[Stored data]

============

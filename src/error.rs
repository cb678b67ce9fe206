//! Error types for the table reconstruction library.
//!
//! Only configuration and input problems are errors. A table whose boundaries
//! cannot be found, or a token that cannot be placed in any column, is an
//! expected outcome and is reported through logging and the returned values.

/// Result type alias for library operations.
pub type Result<T> = std::result::Result<T, Error>;

/// Error types that can occur while building rules or loading inputs.
#[derive(Debug, thiserror::Error)]
#[allow(clippy::enum_variant_names)] // "Invalid" prefix is intentional for clarity
pub enum Error {
    /// A rule pattern is not a valid regular expression
    #[error("Invalid pattern for rule '{label}': {source}")]
    InvalidPattern {
        /// Label of the offending rule
        label: String,
        /// Underlying regex error
        #[source]
        source: regex::Error,
    },

    /// A rule definition is structurally wrong (unknown section type, bad anchor...)
    #[error("Invalid rule '{label}': {reason}")]
    InvalidRule {
        /// Label of the offending rule
        label: String,
        /// Reason for rejection
        reason: String,
    },

    /// A configuration value is out of range
    #[error("Invalid configuration: {0}")]
    InvalidConfig(String),

    /// Two tokens were placed at the same grid position
    #[error("Duplicate grid position ({x}, {y})")]
    DuplicatePosition {
        /// X bucket
        x: i64,
        /// Y bucket
        y: i64,
    },

    /// IO error
    #[error("IO error: {0}")]
    Io(#[from] std::io::Error),

    /// JSON decoding or encoding error
    #[error("JSON error: {0}")]
    Json(#[from] serde_json::Error),
}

============

→ **GOAL OF THE EXERCISE**
Using the entries above, work out the number of lines containing the string "source", and supply only that number.

→ **EXPECTED OUTPUT**
3